Già l’influenza suina del 2009, immediatamente dopo la crisi finanziaria, era stata un esempio del declino globale del multilateralismo. Le grandi potenze e i paesi più ricchi avevano trasformato le loro frontiere in muri, all’interno dei quali dovevano restare ricerca scientifica e qualsiasi materiale utile a combattere il virus. Alla fine quell’influenza fece 18mila morti ufficiali con stime più realistiche fino a mezzo milione di vittime, la grandissima parte fra i poveri dell’Africa e del Sud Est asiatico.

Sono circa un centinaio gli istituti che stanno lavorando a un anti-covid: in molte parti del mondo ma soprattutto negli Stati Uniti e in Cina. Agli anti-europeisti di casa è giusto ricordare che la UE è l’unico organismo politico che sta genuinamente lavorando per il bene globale. Il mese scorso ha organizzato una conferenza mondiale dei donatori, raccogliendo 7,4 miliardi di euro per lo sviluppo e la distribuzione del vaccino. Anche ai paesi più poveri del mondo. Il partner principale è stato Bill Gates che per l’eterogeneo mondo dei no-vax, è il demonio. Disinteressati al programma europeo alcuni paesi, soprattutto Usa e Cina.

In questa guerra per il monopolio dell’antidoto Donald Trump e Xi Jinping assomigliano al Riccardo III di Shakespeare che era pronto a vendere il suo regno per un cavallo col quale fuggire dal campo di battaglia di Bosworth. “Il mio regno per un vaccino”: la posta è effettivamente alta. Se l’America trova l’antidoto prima della Cina, Trump  vince le elezioni. Se arrivano prima i cinesi, le perde. Ma questa eventualità avrebbe un disastroso effetto sulla credibilità americana nel mondo: come Jurij Gagarin, quando i russi mandarono il primo uomo nello spazio. Al contrario, per i cinesi il primo vaccino sarebbe il razzo che li porterebbe al prestigio internazionale che inseguono con determinazione e menzogne da quando Xi è al potere.

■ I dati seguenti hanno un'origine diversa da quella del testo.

pub mod config;
pub mod persistence;
pub mod simulation;

pub use config::SimulationConfig;
pub use simulation::{Garden, Simulation};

E’ quello che dobbiamo aspettarci da un mondo dominato da “America first” e dal neo-imperialismo cinese; da prima gli italiani, gli ungheresi, gli olandesi, i catalani; un mondo dove in India i cittadini hindu contano più dei musulmani e in Israele gli ebrei più degli arabi; un mondo nel quale il virus ha così velocemente innalzato di nuovo le frontiere nazionali. Ormai ci sembra normale che il Presidente del Consiglio vada in Paramento a invitare gli italiani a fare le vacanze in Italia; che alla radio e in tv, con tono patriottico, la pubblicità ci chieda di mangiare italiano, bere italiano, di assicurarci italiano, comprare divani italiani. E’ comprensibile ma non è così normale. Come ne usciremo quando saremo tutti vaccinati?